WHAT TO DO
Here is a listing; work out how many of its lines contain the word "async", and state only that number.

== Segment start ==

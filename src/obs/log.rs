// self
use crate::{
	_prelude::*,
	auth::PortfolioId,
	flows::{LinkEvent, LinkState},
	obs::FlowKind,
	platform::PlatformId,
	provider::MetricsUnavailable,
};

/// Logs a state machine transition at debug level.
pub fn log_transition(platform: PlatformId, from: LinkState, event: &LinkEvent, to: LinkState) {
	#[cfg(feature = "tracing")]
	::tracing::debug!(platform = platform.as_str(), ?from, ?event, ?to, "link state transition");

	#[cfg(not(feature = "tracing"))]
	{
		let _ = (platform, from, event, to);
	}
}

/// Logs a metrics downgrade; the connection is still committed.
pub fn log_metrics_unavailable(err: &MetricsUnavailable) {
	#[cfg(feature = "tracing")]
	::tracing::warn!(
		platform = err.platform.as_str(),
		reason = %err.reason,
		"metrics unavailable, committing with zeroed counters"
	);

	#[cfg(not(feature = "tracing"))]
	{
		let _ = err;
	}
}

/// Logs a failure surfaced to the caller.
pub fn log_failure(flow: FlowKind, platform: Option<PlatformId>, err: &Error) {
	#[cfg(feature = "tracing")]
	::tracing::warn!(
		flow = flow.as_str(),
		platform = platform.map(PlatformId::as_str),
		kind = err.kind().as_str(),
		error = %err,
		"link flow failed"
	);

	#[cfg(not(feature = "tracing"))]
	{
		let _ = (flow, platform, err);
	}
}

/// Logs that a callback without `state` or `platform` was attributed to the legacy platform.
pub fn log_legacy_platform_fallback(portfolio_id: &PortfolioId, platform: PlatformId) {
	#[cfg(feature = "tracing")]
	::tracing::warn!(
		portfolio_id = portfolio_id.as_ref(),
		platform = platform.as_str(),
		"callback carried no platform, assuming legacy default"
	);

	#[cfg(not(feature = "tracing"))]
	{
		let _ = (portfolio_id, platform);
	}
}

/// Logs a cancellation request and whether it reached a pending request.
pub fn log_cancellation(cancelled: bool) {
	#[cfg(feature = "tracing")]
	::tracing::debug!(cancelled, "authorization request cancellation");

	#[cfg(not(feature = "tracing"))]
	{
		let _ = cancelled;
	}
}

== Segment end ==
== Segment start ==

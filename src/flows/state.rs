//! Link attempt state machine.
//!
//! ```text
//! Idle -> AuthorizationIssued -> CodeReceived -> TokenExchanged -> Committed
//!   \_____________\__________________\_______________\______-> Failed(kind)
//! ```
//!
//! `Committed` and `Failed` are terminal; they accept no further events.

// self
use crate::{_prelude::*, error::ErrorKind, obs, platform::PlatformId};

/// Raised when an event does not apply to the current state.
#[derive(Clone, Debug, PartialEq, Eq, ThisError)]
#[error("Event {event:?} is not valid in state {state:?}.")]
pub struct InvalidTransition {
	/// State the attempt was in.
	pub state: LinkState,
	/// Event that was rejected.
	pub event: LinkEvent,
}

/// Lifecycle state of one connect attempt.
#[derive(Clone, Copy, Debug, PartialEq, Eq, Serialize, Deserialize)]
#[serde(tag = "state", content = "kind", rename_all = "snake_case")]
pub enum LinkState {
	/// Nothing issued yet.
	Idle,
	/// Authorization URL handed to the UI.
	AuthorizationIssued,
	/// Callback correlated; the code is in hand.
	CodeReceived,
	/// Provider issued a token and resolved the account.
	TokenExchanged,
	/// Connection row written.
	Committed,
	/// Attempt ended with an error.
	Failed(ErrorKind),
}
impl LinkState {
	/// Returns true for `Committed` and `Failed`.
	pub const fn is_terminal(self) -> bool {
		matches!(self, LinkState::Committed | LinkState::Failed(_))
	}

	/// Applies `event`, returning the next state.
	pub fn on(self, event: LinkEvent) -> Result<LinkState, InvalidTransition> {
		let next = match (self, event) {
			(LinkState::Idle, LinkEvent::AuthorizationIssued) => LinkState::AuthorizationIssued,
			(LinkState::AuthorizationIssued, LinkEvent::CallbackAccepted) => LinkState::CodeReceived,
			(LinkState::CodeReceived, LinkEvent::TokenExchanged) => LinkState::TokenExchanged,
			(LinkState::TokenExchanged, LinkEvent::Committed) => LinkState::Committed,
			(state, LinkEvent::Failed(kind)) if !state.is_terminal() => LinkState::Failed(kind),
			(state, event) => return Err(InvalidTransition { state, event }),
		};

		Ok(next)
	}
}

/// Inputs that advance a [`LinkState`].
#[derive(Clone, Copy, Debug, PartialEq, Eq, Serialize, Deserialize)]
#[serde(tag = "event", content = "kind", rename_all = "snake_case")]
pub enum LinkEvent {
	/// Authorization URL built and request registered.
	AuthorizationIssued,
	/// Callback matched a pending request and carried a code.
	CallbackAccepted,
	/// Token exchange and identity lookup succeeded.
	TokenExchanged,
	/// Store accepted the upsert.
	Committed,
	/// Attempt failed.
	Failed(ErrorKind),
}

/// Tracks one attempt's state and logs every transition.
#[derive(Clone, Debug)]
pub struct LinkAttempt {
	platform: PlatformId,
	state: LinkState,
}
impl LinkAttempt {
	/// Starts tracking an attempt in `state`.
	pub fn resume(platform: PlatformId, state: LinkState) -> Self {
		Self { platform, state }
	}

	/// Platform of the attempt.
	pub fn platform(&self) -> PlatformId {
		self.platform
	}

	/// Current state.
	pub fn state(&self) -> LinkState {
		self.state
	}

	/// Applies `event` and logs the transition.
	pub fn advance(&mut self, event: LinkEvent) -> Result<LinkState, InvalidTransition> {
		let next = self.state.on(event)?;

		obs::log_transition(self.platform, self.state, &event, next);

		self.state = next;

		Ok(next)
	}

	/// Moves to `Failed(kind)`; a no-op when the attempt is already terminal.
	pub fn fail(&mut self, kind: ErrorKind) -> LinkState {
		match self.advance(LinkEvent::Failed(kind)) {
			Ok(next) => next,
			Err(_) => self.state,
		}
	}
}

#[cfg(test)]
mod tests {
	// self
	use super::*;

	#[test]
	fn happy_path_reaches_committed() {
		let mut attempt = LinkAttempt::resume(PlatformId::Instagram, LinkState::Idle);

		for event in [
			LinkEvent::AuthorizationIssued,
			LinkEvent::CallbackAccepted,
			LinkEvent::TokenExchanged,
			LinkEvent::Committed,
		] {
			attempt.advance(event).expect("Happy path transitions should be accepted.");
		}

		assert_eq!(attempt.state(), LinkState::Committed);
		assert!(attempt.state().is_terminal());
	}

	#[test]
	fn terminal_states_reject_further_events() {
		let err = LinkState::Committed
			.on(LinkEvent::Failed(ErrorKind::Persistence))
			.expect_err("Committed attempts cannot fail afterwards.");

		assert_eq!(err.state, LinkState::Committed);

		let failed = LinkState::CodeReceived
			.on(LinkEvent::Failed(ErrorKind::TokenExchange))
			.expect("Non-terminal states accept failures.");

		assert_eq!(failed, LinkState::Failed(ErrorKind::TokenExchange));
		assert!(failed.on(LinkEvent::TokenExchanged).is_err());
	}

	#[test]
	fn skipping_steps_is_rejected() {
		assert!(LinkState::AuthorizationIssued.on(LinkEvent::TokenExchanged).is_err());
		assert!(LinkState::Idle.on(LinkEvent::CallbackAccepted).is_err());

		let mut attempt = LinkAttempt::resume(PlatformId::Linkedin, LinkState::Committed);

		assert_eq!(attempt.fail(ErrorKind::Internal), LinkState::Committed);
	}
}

== Segment end ==
== Segment start ==

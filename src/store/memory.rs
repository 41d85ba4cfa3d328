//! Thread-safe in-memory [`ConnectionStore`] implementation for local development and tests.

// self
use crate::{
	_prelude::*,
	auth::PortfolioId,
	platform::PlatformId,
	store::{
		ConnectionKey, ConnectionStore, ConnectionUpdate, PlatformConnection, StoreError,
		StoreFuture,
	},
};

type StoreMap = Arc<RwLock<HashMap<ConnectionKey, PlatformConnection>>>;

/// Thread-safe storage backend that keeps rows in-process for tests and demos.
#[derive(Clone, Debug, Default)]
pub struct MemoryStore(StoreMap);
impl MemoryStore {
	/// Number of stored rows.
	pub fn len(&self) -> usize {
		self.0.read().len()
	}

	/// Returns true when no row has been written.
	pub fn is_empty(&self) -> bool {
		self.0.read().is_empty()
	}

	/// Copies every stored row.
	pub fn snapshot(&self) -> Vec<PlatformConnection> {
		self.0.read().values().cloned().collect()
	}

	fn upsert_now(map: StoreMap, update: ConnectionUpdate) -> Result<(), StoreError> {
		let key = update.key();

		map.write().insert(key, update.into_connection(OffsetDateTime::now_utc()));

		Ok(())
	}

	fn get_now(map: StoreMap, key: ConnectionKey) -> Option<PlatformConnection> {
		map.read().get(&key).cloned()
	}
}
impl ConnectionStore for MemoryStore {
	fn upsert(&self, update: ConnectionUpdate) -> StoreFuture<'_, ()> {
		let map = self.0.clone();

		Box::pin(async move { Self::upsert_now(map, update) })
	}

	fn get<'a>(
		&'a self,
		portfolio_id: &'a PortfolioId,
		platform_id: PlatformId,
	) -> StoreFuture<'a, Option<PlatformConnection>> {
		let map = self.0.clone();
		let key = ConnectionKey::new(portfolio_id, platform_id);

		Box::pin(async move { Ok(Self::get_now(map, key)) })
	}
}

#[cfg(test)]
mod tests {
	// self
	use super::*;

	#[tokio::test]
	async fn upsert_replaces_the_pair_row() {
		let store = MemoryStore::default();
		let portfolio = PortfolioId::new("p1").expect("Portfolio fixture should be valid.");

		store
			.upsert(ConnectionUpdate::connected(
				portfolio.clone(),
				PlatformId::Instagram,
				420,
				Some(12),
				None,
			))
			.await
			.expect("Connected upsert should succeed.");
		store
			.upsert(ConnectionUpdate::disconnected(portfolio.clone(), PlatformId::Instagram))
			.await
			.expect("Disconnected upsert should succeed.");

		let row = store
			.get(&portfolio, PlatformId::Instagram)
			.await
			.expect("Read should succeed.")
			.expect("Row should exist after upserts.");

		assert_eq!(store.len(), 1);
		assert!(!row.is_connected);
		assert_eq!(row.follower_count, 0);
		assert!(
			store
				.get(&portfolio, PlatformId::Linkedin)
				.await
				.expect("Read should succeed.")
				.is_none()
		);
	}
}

== Segment end ==

TASK SOLUTION
3